El 14 de mayo de 1956, luego de la epidemia de poliomielitis que asolara el país, abría sus puertas el Instituto Ambrosio A. Tognoni, escuela parroquial de la Sagrada Eucaristía.
El inspirador de esta obra fue el párroco de ese momento, Padre Alberto Petralito, quien tuvo que trabajar mucho para conseguir el apoyo económico necesario para fundar y sostener la escuela. Finalmente, gracias al esfuerzo de la Liga de Padres de la Parroquia y a la tan desinteresada como generosa ayuda del Dr. César Tognoni, sus sueños se hicieron realidad.
Era, el Dr. Tognoni, un feligrés comprometido con su Parroquia y su barrio que deseaba hacer realidad un deseo de su padre, Don Ambrosio Antonio Tognoni: contar con una escuela apropiada en esta zona para que los chicos no tuvieran que viajar para ir a una escuela religiosa.

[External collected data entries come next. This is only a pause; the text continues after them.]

use crate::error::{CubeError, Result};
use crate::logic::evaluate::{ExpressionEvaluator, LiteralEvaluator};
use crate::logic::permissions::{self, Action, PermissionCache};
use crate::logic::reference_axis;
use crate::model::app_id::{ApplicationId, SYS_CLASSPATH};
use crate::model::cube::Cube;
use crate::model::cube_info::{CubeInfo, SearchOptions};
use crate::model::user_context::UserContext;
use crate::store::traits::Persister;
use std::collections::{HashMap, HashSet};
use std::sync::Arc;
use tokio::sync::RwLock;

/// Cache slot: a resolved cube, or a memoized "known absent" marker that
/// prevents thundering-herd lookups of missing cubes.
#[derive(Debug, Clone)]
enum CacheEntry {
    Present(Arc<Cube>),
    Missing,
}

/// Process-wide cube registry: per-application cube cache, load-through to
/// the persister, and the entry point every handler receives. One `Registry`
/// value is injected into request handlers; there are no ambient singletons,
/// and dropping the value tears every map down.
pub struct Registry {
    persister: Arc<dyn Persister>,
    evaluator: Arc<dyn ExpressionEvaluator>,
    cache: RwLock<HashMap<String, HashMap<String, CacheEntry>>>,
    pub(crate) perm_cache: PermissionCache,
}

impl Registry {
    pub fn new(persister: Arc<dyn Persister>, evaluator: Arc<dyn ExpressionEvaluator>) -> Self {
        Registry {
            persister,
            evaluator,
            cache: RwLock::new(HashMap::new()),
            perm_cache: PermissionCache::new(),
        }
    }

    pub fn with_default_evaluator(persister: Arc<dyn Persister>) -> Self {
        Self::new(persister, Arc::new(LiteralEvaluator))
    }

    pub fn persister(&self) -> &dyn Persister {
        self.persister.as_ref()
    }

    pub fn evaluator(&self) -> &dyn ExpressionEvaluator {
        self.evaluator.as_ref()
    }

    /// Resolve a cube through the cache, loading from the persister on miss.
    /// Reference axes are materialized before the cube becomes visible.
    /// Known-absent cubes are memoized; transient persister errors are not.
    pub async fn get_cube(&self, app_id: &ApplicationId, name: &str) -> Result<Option<Arc<Cube>>> {
        let mut visit = HashSet::new();
        self.get_cube_tracked(app_id, name, &mut visit).await
    }

    pub(crate) async fn get_cube_tracked(
        &self,
        app_id: &ApplicationId,
        name: &str,
        visit: &mut HashSet<String>,
    ) -> Result<Option<Arc<Cube>>> {
        app_id.validate()?;
        let app_key = app_id.cache_key();
        let cube_key = name.to_lowercase();
        {
            let cache = self.cache.read().await;
            if let Some(entry) = cache.get(&app_key).and_then(|m| m.get(&cube_key)) {
                return Ok(match entry {
                    CacheEntry::Present(cube) => Some(cube.clone()),
                    CacheEntry::Missing => None,
                });
            }
        }

        let loaded = self.persister.load_cube(app_id, name).await?;
        let entry = match loaded {
            Some(mut cube) => {
                reference_axis::resolve_references(self, &mut cube, visit).await?;
                CacheEntry::Present(Arc::new(cube))
            }
            None => CacheEntry::Missing,
        };

        // Put-if-absent: a racing request's load wins so both callers observe
        // one consistent instance.
        let mut cache = self.cache.write().await;
        let slot = cache
            .entry(app_key)
            .or_default()
            .entry(cube_key)
            .or_insert(entry);
        Ok(match slot {
            CacheEntry::Present(cube) => Some(cube.clone()),
            CacheEntry::Missing => None,
        })
    }

    /// Place a cube straight into the cache (bootstrap seeding, tests).
    pub async fn cache_cube(&self, cube: Cube) -> Arc<Cube> {
        let arc = Arc::new(cube);
        let mut cache = self.cache.write().await;
        cache
            .entry(arc.app_id.cache_key())
            .or_default()
            .insert(arc.name().to_lowercase(), CacheEntry::Present(arc.clone()));
        arc
    }

    /// Drop cached cubes for one application, or everything when `None`.
    ///
    /// Required ordering for reference axes: updating a cube that other apps
    /// reference does NOT invalidate their caches; callers must clear the
    /// referencing apps themselves afterwards.
    pub async fn clear_cache(&self, app_id: Option<&ApplicationId>) {
        let mut cache = self.cache.write().await;
        match app_id {
            Some(id) => {
                cache.remove(&id.cache_key());
            }
            None => {
                cache.clear();
                self.perm_cache.clear().await;
            }
        }
    }

    async fn invalidate(&self, app_id: &ApplicationId, cube_name: &str) {
        if cube_name.eq_ignore_ascii_case(SYS_CLASSPATH) {
            // The classpath steers resolution everywhere; drop the world.
            self.clear_cache(None).await;
            return;
        }
        let mut cache = self.cache.write().await;
        if let Some(map) = cache.get_mut(&app_id.cache_key()) {
            map.remove(&cube_name.to_lowercase());
        }
    }

    /// Broadcast hook: fires after the local cache mutation has committed.
    /// Deliberately a no-op; embedders can wire in a message bus.
    pub(crate) fn broadcast(&self, app_id: &ApplicationId, action: &str, subject: &str) {
        log::debug!("broadcast {}: {} '{}'", app_id, action, subject);
    }

    fn require_snapshot(app_id: &ApplicationId, op: &str) -> Result<()> {
        if app_id.is_release() {
            return Err(CubeError::illegal_argument(format!(
                "{}: RELEASE application {} cannot be mutated",
                op, app_id
            )));
        }
        Ok(())
    }

    async fn mutation_gate(
        &self,
        user: &UserContext,
        app_id: &ApplicationId,
        resource: &str,
        op: &str,
    ) -> Result<()> {
        app_id.validate()?;
        Self::require_snapshot(app_id, op)?;
        permissions::assert_not_lock_blocked(self, user, app_id).await?;
        permissions::assert_permissions(self, user, app_id, Some(resource), Action::Update).await
    }

    /// Persist a new revision of a cube and invalidate its cache entry.
    pub async fn update_cube(&self, user: &UserContext, cube: &Cube) -> Result<()> {
        let app_id = cube.app_id.clone();
        self.mutation_gate(user, &app_id, cube.name(), "update cube").await?;
        self.persister
            .update_cube(&app_id, cube, &user.user_id)
            .await?;
        self.invalidate(&app_id, cube.name()).await;
        self.broadcast(&app_id, "updated", cube.name());
        Ok(())
    }

    pub async fn delete_cubes(
        &self,
        user: &UserContext,
        app_id: &ApplicationId,
        names: &[String],
        allow_hard_delete: bool,
    ) -> Result<bool> {
        if names.is_empty() {
            return Err(CubeError::illegal_argument("no cube names to delete"));
        }
        for name in names {
            self.mutation_gate(user, app_id, name, "delete cubes").await?;
        }
        let deleted = self
            .persister
            .delete_cubes(app_id, names, allow_hard_delete, &user.user_id)
            .await?;
        for name in names {
            self.invalidate(app_id, name).await;
            self.broadcast(app_id, "deleted", name);
        }
        Ok(deleted)
    }

    pub async fn restore_cubes(
        &self,
        user: &UserContext,
        app_id: &ApplicationId,
        names: &[String],
    ) -> Result<()> {
        if names.is_empty() {
            return Err(CubeError::illegal_argument("no cube names to restore"));
        }
        for name in names {
            self.mutation_gate(user, app_id, name, "restore cubes").await?;
        }
        self.persister
            .restore_cubes(app_id, names, &user.user_id)
            .await?;
        for name in names {
            self.invalidate(app_id, name).await;
            self.broadcast(app_id, "restored", name);
        }
        Ok(())
    }

    pub async fn rename_cube(
        &self,
        user: &UserContext,
        app_id: &ApplicationId,
        old_name: &str,
        new_name: &str,
    ) -> Result<bool> {
        if old_name.eq_ignore_ascii_case(new_name) {
            return Err(CubeError::illegal_argument(format!(
                "rename cube: '{}' and '{}' are the same name",
                old_name, new_name
            )));
        }
        self.mutation_gate(user, app_id, old_name, "rename cube").await?;
        permissions::assert_permissions(self, user, app_id, Some(new_name), Action::Update)
            .await?;
        let renamed = self
            .persister
            .rename_cube(app_id, old_name, new_name, &user.user_id)
            .await?;
        self.invalidate(app_id, old_name).await;
        self.invalidate(app_id, new_name).await;
        self.broadcast(app_id, "renamed", new_name);
        Ok(renamed)
    }

    pub async fn duplicate_cube(
        &self,
        user: &UserContext,
        old_app_id: &ApplicationId,
        old_name: &str,
        new_app_id: &ApplicationId,
        new_name: &str,
    ) -> Result<()> {
        old_app_id.validate()?;
        permissions::assert_permissions(self, user, old_app_id, Some(old_name), Action::Read)
            .await?;
        permissions::detect_new_app_id(self, user, new_app_id).await?;
        self.mutation_gate(user, new_app_id, new_name, "duplicate cube").await?;
        self.persister
            .duplicate_cube(old_app_id, new_app_id, old_name, new_name, &user.user_id)
            .await?;
        self.invalidate(new_app_id, new_name).await;
        self.broadcast(new_app_id, "duplicated", new_name);
        Ok(())
    }

    /// Search persisted records, filtered down to what the caller may read.
    pub async fn search(
        &self,
        user: &UserContext,
        app_id: &ApplicationId,
        name_pattern: Option<&str>,
        content_pattern: Option<&str>,
        options: &SearchOptions,
    ) -> Result<Vec<CubeInfo>> {
        app_id.validate()?;
        let infos = self
            .persister
            .search(app_id, name_pattern, content_pattern, options)
            .await?;
        let mut visible = Vec::with_capacity(infos.len());
        for info in infos {
            if permissions::fast_check_permissions(
                self,
                user,
                app_id,
                Some(&info.name),
                Action::Read,
            )
            .await
            {
                visible.push(info);
            }
        }
        Ok(visible)
    }

    pub async fn get_revisions(
        &self,
        user: &UserContext,
        app_id: &ApplicationId,
        cube_name: &str,
        ignore_version: bool,
    ) -> Result<Vec<CubeInfo>> {
        app_id.validate()?;
        permissions::assert_permissions(self, user, app_id, Some(cube_name), Action::Read)
            .await?;
        Ok(self
            .persister
            .get_revisions(app_id, cube_name, ignore_version)
            .await?)
    }

    pub async fn update_test_data(
        &self,
        user: &UserContext,
        app_id: &ApplicationId,
        cube_name: &str,
        test_data: &str,
    ) -> Result<()> {
        self.mutation_gate(user, app_id, cube_name, "update test data").await?;
        Ok(self
            .persister
            .update_test_data(app_id, cube_name, test_data)
            .await?)
    }

    pub async fn get_test_data(
        &self,
        user: &UserContext,
        app_id: &ApplicationId,
        cube_name: &str,
    ) -> Result<Option<String>> {
        app_id.validate()?;
        permissions::assert_permissions(self, user, app_id, Some(cube_name), Action::Read)
            .await?;
        Ok(self.persister.get_test_data(app_id, cube_name).await?)
    }

    pub async fn update_notes(
        &self,
        user: &UserContext,
        app_id: &ApplicationId,
        cube_name: &str,
        notes: &str,
    ) -> Result<()> {
        self.mutation_gate(user, app_id, cube_name, "update notes").await?;
        Ok(self.persister.update_notes(app_id, cube_name, notes).await?)
    }
}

Por ser el inspirador de la obra y a pedido del Padre Petralito, se decidió que la escuela llevaría el nombre de este argentino, orgulloso de haber nacido en esta tierra a la que dedicó el fruto de su trabajo esforzado: la primera fábrica de aceites vegetales en esta ciudad, fundada en 1896, la que sería heredada y ampliada por su único hijo, el Dr. César Ambrosio Tognoni.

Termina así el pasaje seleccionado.